O bastonário da Ordem dos Médicos rejeita a ideia de que haja portugueses de primeira, com direito a um médico de família, e portugueses de segunda, sem acesso a esta especialidade.
“Não podemos dizer que temos portugueses de primeira e portugueses de segunda, porque têm ou não direito a um médico de família”, referiu Miguel Guimarães, numa conferência de imprensa via Zoom, no final da reunião do Fórum Médico.
A entidade, constituída pela Associação de Médicos de Medicina Geral e Familiar, Federação Nacional dos Médicos (FNAM), Sindicato Independente dos Médicos (SIM) e Ordem dos Médicos (OM), não aceita que sejam clínicos de outra especialidade ou mesmo sem especialidade, a exercer as funções de médico de família.
Cerca de 1,4 milhões de portugueses não tem atualmente médico de família, mas, para estas organizações, esta não é a solução. Consideram até que pode não ser legal e por isso Miguel Guimarães anunciou o pedido de intervenção do gabinete jurídico.
SNS só retém metade dos médicos de família
“A situação é muito grave”, frisou Miguel Guimarães, que convocou a reunião, apontando três motivos.
Por um lado, a excelência da formação nesta especialidade. Cerca de um quarto das vagas de especialidade são para esta área e este ano o número de novos especialistas até é superior aos habituais 500; são 550. Para o Bastonário, é bem claro que o país tem mais médicos de Medicina Geral do que aqueles que precisa. O problema é que só metade está no SNS. Neste momento, há 1.400 que não trabalham para o Serviço Nacional de Saúde.
Em segundo lugar, Miguel Guimarães aponta o dedo ao Executivo que não está a seguir nenhuma das opções apresentadas pelas entidades do Fórum, sociedade civil e mesmo pelos partidos.
Finalmente, o Bastonário deixa claro que “um médico sem especialidade não é um médico de Medicina Geral e Familiar. Uma especialidade que evoluiu muito nos últimos anos, sendo que os médicos de família têm um papel insubstituível no encaminhamento dos utentes”.
“Para que fiquem no SNS é preciso que tenham ordenados dignos e condições de trabalho”, frisou Teresa Palminha, da Federação Nacional dos Médicos, lembrando que há 15 anos que não há aumentos salariais nem progressão nas carreiras.

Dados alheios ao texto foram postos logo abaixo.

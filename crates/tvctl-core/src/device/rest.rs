//! HTTP client for the TV's REST API.

use std::time::Duration;

use reqwest::{Client, Method};
use serde_json::Value;
use tracing::debug;

use crate::error::{CoreError, DeviceError};
use crate::protocol::response::parse_rest_body;

/// REST endpoints under `http://<host>:<port>/api/v2/`.
pub struct RestClient {
    host: String,
    base_url: String,
    client: Client,
}

impl RestClient {
    pub fn new(host: &str, port: u16, timeout: Duration) -> Result<Self, CoreError> {
        let client = Client::builder().timeout(timeout).build().map_err(|e| {
            DeviceError::Http {
                host: host.to_string(),
                message: format!("HTTP client error: {}", e),
            }
        })?;

        Ok(Self {
            host: host.to_string(),
            base_url: format!("http://{}:{}/api/v2/", host, port),
            client,
        })
    }

    fn app_url(&self, app_id: &str) -> String {
        format!("{}applications/{}", self.base_url, app_id)
    }

    /// Device descriptor document.
    pub async fn device_info(&self) -> Result<Value, CoreError> {
        self.request(Method::GET, self.base_url.clone()).await
    }

    pub async fn app_status(&self, app_id: &str) -> Result<Value, CoreError> {
        self.request(Method::GET, self.app_url(app_id)).await
    }

    pub async fn app_run(&self, app_id: &str) -> Result<Value, CoreError> {
        self.request(Method::POST, self.app_url(app_id)).await
    }

    pub async fn app_close(&self, app_id: &str) -> Result<Value, CoreError> {
        self.request(Method::DELETE, self.app_url(app_id)).await
    }

    /// Install from the official store.
    pub async fn app_install(&self, app_id: &str) -> Result<Value, CoreError> {
        self.request(Method::PUT, self.app_url(app_id)).await
    }

    async fn request(&self, method: Method, url: String) -> Result<Value, CoreError> {
        debug!(host = %self.host, %method, %url, "REST request");

        let response = self
            .client
            .request(method, &url)
            .send()
            .await
            .map_err(|e| self.transport_error(e))?;

        let status = response.status();
        let body = response.text().await.map_err(|e| self.transport_error(e))?;

        if !status.is_success() {
            return Err(DeviceError::Http {
                host: self.host.clone(),
                message: format!("{} returned {}: {}", url, status, body),
            }
            .into());
        }

        Ok(parse_rest_body(&body))
    }

    fn transport_error(&self, e: reqwest::Error) -> CoreError {
        let host = self.host.clone();
        if e.is_timeout() {
            DeviceError::Timeout { host }.into()
        } else if e.is_connect() {
            DeviceError::Connect {
                host,
                message: e.to_string(),
            }
            .into()
        } else {
            DeviceError::Http {
                host,
                message: e.to_string(),
            }
            .into()
        }
    }
}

Governo será responsável por mais saídas de médicos
Perante a gravidade, o bastonário da OM diz temer a saída de mais clínicos do SNS nos próximos meses.
“Se neste momento já temos uma taxa de abandono nos hospitais e centros de saúde que é muito elevada; se já temos preenchimento de vagas para assistente, seja de Medicina Geral e Familiar seja para outras especialidades que ronda os 40%; se temos muitos médicos no SNS indignados porque continuam a não ser respeitados e porque as suas condições de trabalho e salariais continuam a ser inacreditáveis, eu temo que muitos mais médicos abandonem o SNS, o que não é bom para o país, para os portugueses e é total responsabilidade do Governo”.
Jorge Roque da Cunha, presidente do SIM- Sindicato Independente dos Médicos – considera que “o Governo está a nivelar por baixo, o que não faz qualquer sentido”. E avisa que “com um Governo de maioria absoluta, todas estas questões têm que ser resolvidas à mesa das negociações”, que a ministra Marta Temido já anunciou.
Aliás, o Governo e a ministra Marta Temido foram criticados por todas as entidades do Fórum por não terem sido consultadas sobre esta decisão de pôr médicos sem especialidade ou de outra especialidade a exercer a função de médico de família.
Ficou ainda o alerta do Bastonário relativamente à hipótese de recurso a médicos estrangeiros nas mesmas condições de qualidade. A primeira condição é que têm de ser, tal como os portugueses, especialistas em Medicina Geral e Familiar.